Reason: The store used marketing surveys to show that staff neatness and professional appearance was important to customers; but it couldn’t prove that a tucked in shirt promoted the desired image. What was not speculative was the embarrassment and humiliation employees with particular physical characteristics—beer bellies, large bust lines and general portliness—would experience by having to wear their shirts tucked tightly into their waistline [Calgary Co-Operative Ltd. v. Union of Calgary Co-op Employees,  A.G.A.A. No. 1, Jan. 2, 2006].
7. Teachers Can’t Wear Jeans
Situation: Public school bans teachers from wearing blue jeans and sweat pants.
Outcome: Policy is more restrictive than it has to be.
Reason: All sides agreed that the dress code served a compelling purpose—ensuring that teachers’ dress was professional and reflective of their role model status.
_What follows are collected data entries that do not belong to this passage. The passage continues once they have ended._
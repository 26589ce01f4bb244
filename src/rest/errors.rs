//! Errors surfaced to endpoint callers.
//!
//! The taxonomy is intentionally thin: transport failures pass through
//! unchanged as [`RestError::Http`], and the only additions are the two
//! serialization boundaries this layer owns (encoding the request payload,
//! decoding the response body).
//!
//! # Example
//!
//! ```rust,ignore
//! use iot_platform_api::rest::RestError;
//!
//! match client.execute::<Alarm>(request).await {
//!     Ok(alarm) => println!("Alarm {}", alarm.id),
//!     Err(e) if e.is_not_found() => println!("No such alarm"),
//!     Err(RestError::Decode { code, source }) => println!("Bad body ({code}): {source}"),
//!     Err(e) => println!("Other error: {e}"),
//! }
//! ```

use thiserror::Error;

use crate::clients::HttpError;
use crate::rest::sanitize::PayloadError;

/// Error type for typed request execution.
#[derive(Debug, Error)]
pub enum RestError {
    /// The transport failed or the platform returned a non-2xx status.
    #[error(transparent)]
    Http(#[from] HttpError),

    /// The request payload could not be encoded.
    #[error(transparent)]
    Payload(#[from] PayloadError),

    /// A successful response body did not match the expected type.
    #[error("Failed to decode response body (status {code}): {source}")]
    Decode {
        /// The HTTP status of the response.
        code: u16,
        /// The underlying deserialization error.
        #[source]
        source: serde_json::Error,
    },

    /// A collection response lacked its element array.
    #[error("Response body has no '{field}' collection")]
    MissingField {
        /// The collection field that was expected.
        field: String,
    },
}

impl RestError {
    /// Returns the HTTP status code associated with the error, if any.
    #[must_use]
    pub const fn status(&self) -> Option<u16> {
        match self {
            Self::Http(e) => e.status(),
            Self::Decode { code, .. } => Some(*code),
            Self::Payload(_) | Self::MissingField { .. } => None,
        }
    }

    /// Returns `true` if the platform answered 404.
    #[must_use]
    pub const fn is_not_found(&self) -> bool {
        matches!(self.status(), Some(404))
    }
}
But would wearing blue jeans and sweat pants really make a teacher any less of a role model? No it wouldn’t, reasoned the arbitrator, citing occasions like outdoor activities and field trips to casual settings like sporting events where nobody would bat an eye at a teacher for dressing casually. So, in categorically banning jeans and sweats, the dress code went too far [Dress Code Grievance,  O.L.A.A. No. 205, April 4, 2012].
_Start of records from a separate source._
//! Query parameter composition.
//!
//! Endpoint code passes every optional filter on every call, whether or not
//! the caller set it. A value that converts to `None` is therefore *absent*
//! and never reaches the query string, rather than being sent as `name=`.
//!
//! Arrays are serialized with one of two wire conventions chosen per call
//! site by [`ArrayStyle`]:
//!
//! - [`ArrayStyle::Exploded`]: `severity=MAJOR&severity=MINOR`
//! - [`ArrayStyle::Joined`]: `ids=1,2,3`
//!
//! # Example
//!
//! ```rust
//! use iot_platform_api::rest::{ArrayStyle, QueryParams};
//!
//! let mut query = QueryParams::new();
//! query.push("pageSize", 50);
//! query.push("source", None::<&str>);
//! query.push_all("severity", ["MAJOR", "MINOR"], ArrayStyle::Exploded);
//! query.push_all("ids", [Some(1), None, Some(3)], ArrayStyle::Joined);
//!
//! assert_eq!(
//!     query.to_query_string(),
//!     "pageSize=50&severity=MAJOR&severity=MINOR&ids=1,3"
//! );
//! ```

use std::fmt::Write as _;

/// Wire convention for array-valued query parameters.
#[derive(Clone, Copy, Debug, PartialEq, Eq, Hash)]
pub enum ArrayStyle {
    /// One `name=value` pair per element.
    Exploded,
    /// A single `name=v1,v2` pair.
    Joined,
}

impl ArrayStyle {
    /// Maps the generated layer's `explode` flag onto a style.
    #[must_use]
    pub const fn from_explode(explode: bool) -> Self {
        if explode {
            Self::Exploded
        } else {
            Self::Joined
        }
    }
}

/// Types that can be used as a query parameter value.
///
/// Returning `None` marks the value as absent.
pub trait QueryValue {
    /// Renders the value, or `None` when the parameter should be omitted.
    fn to_query_value(&self) -> Option<String>;
}

impl QueryValue for str {
    fn to_query_value(&self) -> Option<String> {
        Some(self.to_string())
    }
}

impl QueryValue for String {
    fn to_query_value(&self) -> Option<String> {
        Some(self.clone())
    }
}

impl<T: QueryValue> QueryValue for Option<T> {
    fn to_query_value(&self) -> Option<String> {
        self.as_ref().and_then(QueryValue::to_query_value)
    }
}

impl<T: QueryValue + ?Sized> QueryValue for &T {
    fn to_query_value(&self) -> Option<String> {
        (**self).to_query_value()
    }
}

macro_rules! display_query_value {
    ($($t:ty),* $(,)?) => {
        $(
            impl QueryValue for $t {
                fn to_query_value(&self) -> Option<String> {
                    Some(self.to_string())
                }
            }
        )*
    };
}

display_query_value!(bool, char, i8, i16, i32, i64, i128, isize, u8, u16, u32, u64, u128, usize, f32, f64);

/// An ordered set of query parameters.
///
/// Pairs keep call order and the same name may appear more than once.
#[derive(Clone, Debug, Default, PartialEq, Eq)]
pub struct QueryParams {
    pairs: Vec<(String, String)>,
}

impl QueryParams {
    /// Creates an empty parameter set.
    #[must_use]
    pub const fn new() -> Self {
        Self { pairs: Vec::new() }
    }

    /// Appends `name=value`, or does nothing if `value` is absent.
    pub fn push(&mut self, name: impl Into<String>, value: impl QueryValue) {
        if let Some(value) = value.to_query_value() {
            self.pairs.push((name.into(), value));
        }
    }

    /// Appends an array-valued parameter using the given wire convention.
    ///
    /// Absent elements are skipped in both styles. With
    /// [`ArrayStyle::Joined`], a parameter whose joined value would be empty
    /// is omitted entirely.
    pub fn push_all<I>(&mut self, name: impl Into<String>, values: I, style: ArrayStyle)
    where
        I: IntoIterator,
        I::Item: QueryValue,
    {
        let name = name.into();
        let mut present = values.into_iter().filter_map(|v| v.to_query_value());
        match style {
            ArrayStyle::Exploded => {
                self.pairs.extend(present.map(|value| (name.clone(), value)));
            }
            ArrayStyle::Joined => {
                let mut joined = present.next().unwrap_or_default();
                for value in present {
                    joined.push(',');
                    joined.push_str(&value);
                }
                if !joined.is_empty() {
                    self.pairs.push((name, joined));
                }
            }
        }
    }

    /// Returns the pairs in call order.
    #[must_use]
    pub fn pairs(&self) -> &[(String, String)] {
        &self.pairs
    }

    /// Returns the first value for `name`.
    #[must_use]
    pub fn get(&self, name: &str) -> Option<&str> {
        self.pairs
            .iter()
            .find(|(key, _)| key == name)
            .map(|(_, value)| value.as_str())
    }

    /// Returns every value for `name`, in order.
    #[must_use]
    pub fn get_all(&self, name: &str) -> Vec<&str> {
        self.pairs
            .iter()
            .filter(|(key, _)| key == name)
            .map(|(_, value)| value.as_str())
            .collect()
    }

    /// Returns `true` if no parameter has been added.
    #[must_use]
    pub fn is_empty(&self) -> bool {
        self.pairs.is_empty()
    }

    /// Returns the number of pairs.
    #[must_use]
    pub fn len(&self) -> usize {
        self.pairs.len()
    }

    /// Renders the percent-encoded query string, without the leading `?`.
    ///
    /// Commas stay literal so joined arrays reach the server as
    /// `name=v1,v2`; everything outside the unreserved set is escaped.
    /// This is exactly the query string the transport sends.
    #[must_use]
    pub fn to_query_string(&self) -> String {
        let mut out = String::new();
        for (i, (name, value)) in self.pairs.iter().enumerate() {
            if i > 0 {
                out.push('&');
            }
            let _ = write!(out, "{}=", encode_component(name));
            out.push_str(&encode_component(value));
        }
        out
    }
}

/// Percent-encodes a query component, leaving `,` unescaped.
fn encode_component(component: &str) -> String {
    component
        .split(',')
        .map(urlencoding::encode)
        .collect::<Vec<_>>()
        .join(",")
}

impl<'a> IntoIterator for &'a QueryParams {
    type Item = &'a (String, String);
    type IntoIter = std::slice::Iter<'a, (String, String)>;

    fn into_iter(self) -> Self::IntoIter {
        self.pairs.iter()
    }
}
8. Waitresses Must Wear Bikini Tops, Waiters Must Wear Hawaiian Shirts
Situation: Night club requires cocktail waitresses to wear bikini tops and waiters to wear Hawaiian shirts for a fundraiser with a beach theme.
Outcome: Nightclub is liable for sex discrimination.
Reason: Although men and women dress differently, dress codes must provide equivalent treatment to each gender. Bikini tops accentuate gender; Hawaiian shirts are gender-neutral. So the club’s “dress code” discriminated against female employees on the basis of gender [Mottu v. MacLeod,  B.C.H.R.T.D. No. 68, Aug. 9, 2004].
9. Men Can’t Wear Earrings
Situation: Dress code of historical park trying to recreate early 20th century trading post bans jewelry not worn during the period, including earrings for men and lip, eyebrow and nose rings for both sexes.
Outcome: Dress code doesn’t discriminate on the basis of gender.
Reason: Recapturing the early 20th century as accurately as possible was a legitimate and compelling interest and the park used historical research to show that people didn’t wear facial jewelry back then [Callahan v. Capilano Suspension Bridge, 2009 BCHRT 127 (CanLII), April 7, 2009].
10. Elder Care Staff Can’t Show Cleavage
Situation: A senior care administrator disciplined and ultimately fired for wearing tight clothing accentuating her cleavage sues for gender discrimination.
Outcome: The Tribunal rules she has no chance of proving her claim and throws out the case.
Reason: The administrator wasn’t fired because of what she looked like. She was fired for repeatedly violating the dress code. Coupled with ongoing performance problems, this was just cause for termination [Jones v. Well-Being Senior Services Ltd.,  B.C.H.R.T.D. No. 109, March 30, 2010].
Although the situations are all different, each of these cases illustrates how courts and arbitrators try to weigh the employer’s interest in regulating workplace dress against the employee’s right of self-expression. But keep in mind that regulation of dress and personal appearance in the workplace isn’t just a legal issue; it’s also matter of morale, productivity and employee relations. It’s a road you only want to go down when you have a compelling need for employees to dress a certain way and the evidence to demonstrate that implementing the dress code is the only way to accomplish it. As the cases above demonstrate, this is a tough burden for an employer to meet.